# EXERCISE INSTRUCTIONS
Below are the records. Retype exactly the lines between the lines holding "Management surface: policy" and "use crate::LimiterService;", inclusive.

# DATA PROVIDED
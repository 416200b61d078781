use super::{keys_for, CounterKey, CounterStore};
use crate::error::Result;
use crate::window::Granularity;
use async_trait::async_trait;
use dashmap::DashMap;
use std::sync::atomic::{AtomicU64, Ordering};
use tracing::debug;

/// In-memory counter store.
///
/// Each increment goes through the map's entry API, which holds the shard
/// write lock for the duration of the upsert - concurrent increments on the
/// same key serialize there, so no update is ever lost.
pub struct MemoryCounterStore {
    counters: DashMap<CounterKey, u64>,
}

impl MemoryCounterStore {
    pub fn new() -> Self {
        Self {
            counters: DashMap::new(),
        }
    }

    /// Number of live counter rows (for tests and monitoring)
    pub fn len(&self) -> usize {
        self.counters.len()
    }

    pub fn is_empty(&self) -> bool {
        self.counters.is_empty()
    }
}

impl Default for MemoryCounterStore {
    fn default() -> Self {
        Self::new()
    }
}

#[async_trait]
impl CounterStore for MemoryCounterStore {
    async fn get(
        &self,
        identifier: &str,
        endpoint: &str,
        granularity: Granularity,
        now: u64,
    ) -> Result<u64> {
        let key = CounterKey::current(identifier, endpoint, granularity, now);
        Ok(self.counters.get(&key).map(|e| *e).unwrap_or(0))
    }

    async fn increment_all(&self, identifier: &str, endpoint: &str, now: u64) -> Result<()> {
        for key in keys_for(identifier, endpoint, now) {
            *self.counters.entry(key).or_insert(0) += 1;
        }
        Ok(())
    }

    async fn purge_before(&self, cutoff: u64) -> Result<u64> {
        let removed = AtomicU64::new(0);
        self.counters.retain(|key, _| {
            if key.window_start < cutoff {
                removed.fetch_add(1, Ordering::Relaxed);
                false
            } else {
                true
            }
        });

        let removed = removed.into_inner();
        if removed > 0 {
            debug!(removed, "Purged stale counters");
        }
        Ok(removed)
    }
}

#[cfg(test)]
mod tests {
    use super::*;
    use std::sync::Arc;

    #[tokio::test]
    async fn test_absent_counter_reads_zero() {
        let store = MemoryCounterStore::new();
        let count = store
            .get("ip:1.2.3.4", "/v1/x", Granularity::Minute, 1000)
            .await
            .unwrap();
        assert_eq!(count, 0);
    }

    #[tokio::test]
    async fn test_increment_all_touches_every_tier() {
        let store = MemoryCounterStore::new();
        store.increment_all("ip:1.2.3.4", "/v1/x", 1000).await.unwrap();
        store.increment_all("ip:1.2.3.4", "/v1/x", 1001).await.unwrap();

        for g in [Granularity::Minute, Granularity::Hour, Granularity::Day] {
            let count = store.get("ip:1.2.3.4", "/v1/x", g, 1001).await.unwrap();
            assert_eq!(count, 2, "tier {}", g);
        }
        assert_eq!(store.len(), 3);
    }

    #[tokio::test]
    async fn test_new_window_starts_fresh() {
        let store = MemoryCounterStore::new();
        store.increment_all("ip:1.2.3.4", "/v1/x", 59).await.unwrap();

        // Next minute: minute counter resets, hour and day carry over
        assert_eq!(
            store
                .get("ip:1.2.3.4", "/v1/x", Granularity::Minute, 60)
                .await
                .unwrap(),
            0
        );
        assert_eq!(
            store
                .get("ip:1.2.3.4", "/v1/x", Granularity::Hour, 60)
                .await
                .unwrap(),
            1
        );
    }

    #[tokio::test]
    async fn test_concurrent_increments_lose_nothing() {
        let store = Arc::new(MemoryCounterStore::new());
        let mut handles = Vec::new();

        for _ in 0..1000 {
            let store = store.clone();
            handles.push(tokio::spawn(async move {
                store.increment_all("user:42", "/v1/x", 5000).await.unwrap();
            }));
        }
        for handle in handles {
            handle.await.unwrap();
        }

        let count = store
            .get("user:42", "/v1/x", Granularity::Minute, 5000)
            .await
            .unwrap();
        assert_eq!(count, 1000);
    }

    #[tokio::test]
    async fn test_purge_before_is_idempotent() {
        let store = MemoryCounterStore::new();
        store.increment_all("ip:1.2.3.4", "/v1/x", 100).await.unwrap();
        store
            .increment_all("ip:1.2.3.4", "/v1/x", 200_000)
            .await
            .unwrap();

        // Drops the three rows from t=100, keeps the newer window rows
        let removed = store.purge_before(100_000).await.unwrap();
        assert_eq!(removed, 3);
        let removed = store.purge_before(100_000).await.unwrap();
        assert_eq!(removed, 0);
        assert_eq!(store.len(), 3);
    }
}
...
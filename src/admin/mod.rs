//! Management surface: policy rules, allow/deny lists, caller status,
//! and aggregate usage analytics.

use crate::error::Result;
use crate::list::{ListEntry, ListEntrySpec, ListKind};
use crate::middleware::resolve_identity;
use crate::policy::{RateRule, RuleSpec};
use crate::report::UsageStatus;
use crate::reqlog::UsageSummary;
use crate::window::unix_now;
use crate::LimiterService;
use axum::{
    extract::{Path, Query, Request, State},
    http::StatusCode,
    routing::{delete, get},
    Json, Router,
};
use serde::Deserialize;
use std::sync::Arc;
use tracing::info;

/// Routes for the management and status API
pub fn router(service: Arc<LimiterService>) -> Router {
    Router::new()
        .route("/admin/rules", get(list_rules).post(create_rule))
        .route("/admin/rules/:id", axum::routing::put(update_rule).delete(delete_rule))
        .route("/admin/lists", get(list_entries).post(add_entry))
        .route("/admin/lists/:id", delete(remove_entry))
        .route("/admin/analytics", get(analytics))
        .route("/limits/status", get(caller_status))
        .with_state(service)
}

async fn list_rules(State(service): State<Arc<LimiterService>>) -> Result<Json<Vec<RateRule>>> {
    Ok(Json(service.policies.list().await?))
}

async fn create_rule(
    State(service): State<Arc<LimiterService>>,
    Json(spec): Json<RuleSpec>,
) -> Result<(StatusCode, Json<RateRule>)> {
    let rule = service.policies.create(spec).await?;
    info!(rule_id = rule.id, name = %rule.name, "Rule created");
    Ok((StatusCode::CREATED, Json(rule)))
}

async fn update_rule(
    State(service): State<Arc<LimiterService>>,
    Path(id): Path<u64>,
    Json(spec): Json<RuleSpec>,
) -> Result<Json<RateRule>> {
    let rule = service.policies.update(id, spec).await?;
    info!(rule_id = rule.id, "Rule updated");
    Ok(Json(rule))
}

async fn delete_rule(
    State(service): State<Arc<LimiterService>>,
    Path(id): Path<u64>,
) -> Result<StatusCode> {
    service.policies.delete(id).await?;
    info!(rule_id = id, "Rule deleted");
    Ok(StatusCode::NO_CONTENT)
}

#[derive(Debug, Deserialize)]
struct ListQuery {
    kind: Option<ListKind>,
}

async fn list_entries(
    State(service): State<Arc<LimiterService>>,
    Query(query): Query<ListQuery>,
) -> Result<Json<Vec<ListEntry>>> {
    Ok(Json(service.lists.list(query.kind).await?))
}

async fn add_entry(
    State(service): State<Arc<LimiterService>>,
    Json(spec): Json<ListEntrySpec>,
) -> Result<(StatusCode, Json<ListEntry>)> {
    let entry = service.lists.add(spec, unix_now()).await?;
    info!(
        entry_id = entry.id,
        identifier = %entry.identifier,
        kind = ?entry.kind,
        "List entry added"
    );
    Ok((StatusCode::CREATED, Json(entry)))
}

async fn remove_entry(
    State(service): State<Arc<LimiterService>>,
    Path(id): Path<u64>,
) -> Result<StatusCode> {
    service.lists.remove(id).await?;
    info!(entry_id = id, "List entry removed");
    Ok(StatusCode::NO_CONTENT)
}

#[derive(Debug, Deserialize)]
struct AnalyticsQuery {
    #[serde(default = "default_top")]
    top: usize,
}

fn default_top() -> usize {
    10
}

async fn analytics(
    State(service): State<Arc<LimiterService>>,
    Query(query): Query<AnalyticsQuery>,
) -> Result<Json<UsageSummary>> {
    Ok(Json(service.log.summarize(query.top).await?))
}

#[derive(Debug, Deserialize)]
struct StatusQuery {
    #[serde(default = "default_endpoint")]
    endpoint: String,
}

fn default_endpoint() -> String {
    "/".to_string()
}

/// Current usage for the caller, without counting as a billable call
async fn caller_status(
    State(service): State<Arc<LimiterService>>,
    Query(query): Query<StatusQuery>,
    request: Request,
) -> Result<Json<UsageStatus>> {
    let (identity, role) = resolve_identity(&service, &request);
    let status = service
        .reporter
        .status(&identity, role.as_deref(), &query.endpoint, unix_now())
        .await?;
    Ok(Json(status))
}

# RESPONSE AREA
//! Management surface: policy rules, allow/deny lists, caller status,
//! and aggregate usage analytics.

use crate::error::Result;
use crate::list::{ListEntry, ListEntrySpec, ListKind};
use crate::middleware::resolve_identity;
use crate::policy::{RateRule, RuleSpec};
use crate::report::UsageStatus;
use crate::reqlog::UsageSummary;
use crate::window::unix_now;
use crate::LimiterService;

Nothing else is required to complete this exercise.